_WHAT YOU NEED TO DO_: Set down all of the data again, character for character.
Segment Open
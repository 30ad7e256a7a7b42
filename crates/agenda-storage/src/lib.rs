// Postgres storage layer with sqlx
//
// Provides the Database repository for calendar events. Soft delete only:
// deletes stamp deleted_at and every read filters on it.

pub mod models;
pub mod repositories;

pub use models::*;
pub use repositories::Database;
Segment Closed
_TASK RESPONSE_:
repository 30ad7e256a7a7b42
filename crates/agenda-storage/src/lib.rs
// Postgres storage layer with sqlx
//
// Provides the Database repository for calendar events. Soft delete only:
// deletes stamp deleted_at and every read filters on it.

pub mod models;
pub mod repositories;

pub use models::*;
pub use repositories::Database;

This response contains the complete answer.